→ **Provided material**
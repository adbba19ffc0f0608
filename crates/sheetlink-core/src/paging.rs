//! Splitting a worksheet into bounded pages
//!
//! Two policies are available: [`FixedSizeStrategy`] slices the used range into
//! row bands that fit a cell budget, and [`PrintLayoutStrategy`] follows the
//! print area and its horizontal page breaks. [`select_strategy`] picks one
//! per worksheet; [`PagingRangeService`] walks the resulting sequence.

use crate::error::{Error, Result};
use crate::range::{parse_area_reference, Range};

/// Budget used when the caller passes zero
pub const DEFAULT_PAGE_CELLS: usize = 5000;

/// Which policy produced a page sequence
#[derive(Debug, Clone, Copy, PartialEq, Eq)]
pub enum PagingKind {
    FixedSize,
    PrintLayout,
}

/// A page-slicing policy bound to one worksheet
pub trait PagingStrategy {
    /// Ordered, non-overlapping pages; empty when nothing can be paged
    fn calculate_paging_ranges(&self) -> Vec<Range>;

    /// Area the pages are cut from
    fn bounds(&self) -> Option<Range>;

    fn kind(&self) -> PagingKind;

    /// Check that `range` may be served as one page
    fn validate_range(&self, range: &Range) -> Result<()>;
}

/// Row bands whose cell count fits a budget
#[derive(Debug, Clone)]
pub struct FixedSizeStrategy {
    budget: usize,
    dimension: Option<Range>,
}

impl FixedSizeStrategy {
    /// `dimension` is the used range, `None` when it could not be determined
    pub fn new(budget: usize, dimension: Option<Range>) -> Self {
        let budget = if budget == 0 {
            DEFAULT_PAGE_CELLS
        } else {
            budget
        };
        Self { budget, dimension }
    }

    pub fn budget(&self) -> usize {
        self.budget
    }

    /// Rows per page, never below one even if a single row exceeds the budget
    pub fn rows_per_page(&self) -> u32 {
        let columns = self.dimension.map_or(1, |d| d.columns()) as usize;
        (self.budget / columns).clamp(1, u32::MAX as usize) as u32
    }
}

impl PagingStrategy for FixedSizeStrategy {
    fn calculate_paging_ranges(&self) -> Vec<Range> {
        let Some(dim) = self.dimension else {
            return Vec::new();
        };
        let step = self.rows_per_page();
        let mut pages = Vec::new();
        let mut row = dim.start_row;
        loop {
            let end = row.saturating_add(step - 1).min(dim.end_row);
            pages.push(Range {
                start_col: dim.start_col,
                start_row: row,
                end_col: dim.end_col,
                end_row: end,
            });
            if end >= dim.end_row {
                break;
            }
            row = end + 1;
        }
        pages
    }

    fn bounds(&self) -> Option<Range> {
        self.dimension
    }

    fn kind(&self) -> PagingKind {
        PagingKind::FixedSize
    }

    /// Any range inside the used range fits as long as it stays within the budget
    fn validate_range(&self, range: &Range) -> Result<()> {
        let dim = self.dimension.ok_or(Error::NoPages)?;
        range.validate_within(&dim)?;
        let cells = range.cell_count();
        if cells > self.budget as u64 {
            return Err(Error::PageTooLarge {
                range: range.to_string(),
                cells,
                budget: self.budget,
            });
        }
        Ok(())
    }
}

/// Row bands taken from the print area and its horizontal page breaks
#[derive(Debug, Clone)]
pub struct PrintLayoutStrategy {
    print_area: Option<Range>,
    breaks: Vec<u32>,
}

impl PrintLayoutStrategy {
    /// `page_break_rows` holds the first row of each new page
    pub fn new(print_area: &str, page_break_rows: impl IntoIterator<Item = u32>) -> Self {
        let mut breaks: Vec<u32> = page_break_rows.into_iter().collect();
        breaks.sort_unstable();
        breaks.dedup();
        Self {
            print_area: parse_area_reference(print_area),
            breaks,
        }
    }

    pub fn page_breaks(&self) -> &[u32] {
        &self.breaks
    }
}

impl PagingStrategy for PrintLayoutStrategy {
    fn calculate_paging_ranges(&self) -> Vec<Range> {
        let Some(area) = self.print_area else {
            return Vec::new();
        };
        let band = |start_row: u32, end_row: u32| Range {
            start_row,
            end_row,
            ..area
        };

        let mut pages = Vec::new();
        let mut current = area.start_row;
        for &brk in &self.breaks {
            if brk <= area.start_row || brk > area.end_row {
                continue;
            }
            pages.push(band(current, brk - 1));
            current = brk;
        }
        pages.push(band(current, area.end_row));
        pages
    }

    fn bounds(&self) -> Option<Range> {
        self.print_area
    }

    fn kind(&self) -> PagingKind {
        PagingKind::PrintLayout
    }

    fn validate_range(&self, range: &Range) -> Result<()> {
        let area = self.print_area.ok_or(Error::NoPages)?;
        range.validate_within(&area)?;
        if !self.calculate_paging_ranges().contains(range) {
            return Err(Error::NotAPage(range.to_string()));
        }
        Ok(())
    }
}

/// Pick the print layout when a print area is configured, fixed-size otherwise
pub fn select_strategy(
    print_area: Option<&str>,
    page_break_rows: Vec<u32>,
    dimension: Option<Range>,
    budget: usize,
) -> Box<dyn PagingStrategy> {
    match print_area.map(str::trim).filter(|area| !area.is_empty()) {
        Some(area) => Box::new(PrintLayoutStrategy::new(area, page_break_rows)),
        None => Box::new(FixedSizeStrategy::new(budget, dimension)),
    }
}

/// Walks the page sequence of one strategy
pub struct PagingRangeService {
    strategy: Box<dyn PagingStrategy>,
}

impl PagingRangeService {
    pub fn new(strategy: Box<dyn PagingStrategy>) -> Self {
        Self { strategy }
    }

    pub fn kind(&self) -> PagingKind {
        self.strategy.kind()
    }

    /// Full ordered page sequence
    pub fn pages(&self) -> Vec<Range> {
        self.strategy.calculate_paging_ranges()
    }

    /// Full ordered page sequence in A1 notation
    pub fn paging_ranges(&self) -> Vec<String> {
        self.pages().iter().map(Range::to_string).collect()
    }

    /// Successor of `current` in `all`; empty when `current` is last or absent
    pub fn find_next_range(&self, all: &[String], current: &str) -> String {
        let current = canonical(current);
        all.iter()
            .position(|r| canonical(r) == current)
            .and_then(|i| all.get(i + 1))
            .cloned()
            .unwrap_or_default()
    }

    /// Entries of `all` not in `known`, in the order of `all`
    pub fn filter_remaining_paging_ranges(&self, all: &[String], known: &[String]) -> Vec<String> {
        let known: Vec<String> = known.iter().map(|k| canonical(k)).collect();
        all.iter()
            .filter(|r| !known.contains(&canonical(r)))
            .cloned()
            .collect()
    }

    /// Parse `range` and check the strategy would serve it as a page
    ///
    /// Fixed-size paging accepts any in-bounds range within the cell budget;
    /// print layout only accepts its own pages.
    pub fn validate_page(&self, range: &str) -> Result<Range> {
        let requested = Range::parse(range)?;
        self.strategy.validate_range(&requested)?;
        Ok(requested)
    }
}

fn canonical(range: &str) -> String {
    Range::parse(range)
        .map(|r| r.to_string())
        .unwrap_or_else(|_| range.trim().to_string())
}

→ **Problem to solve**
Each line of the listing above that includes the word "struct" should be copied.

→ **Expected answer**
pub struct FixedSizeStrategy {
pub struct PrintLayoutStrategy {
pub struct PagingRangeService {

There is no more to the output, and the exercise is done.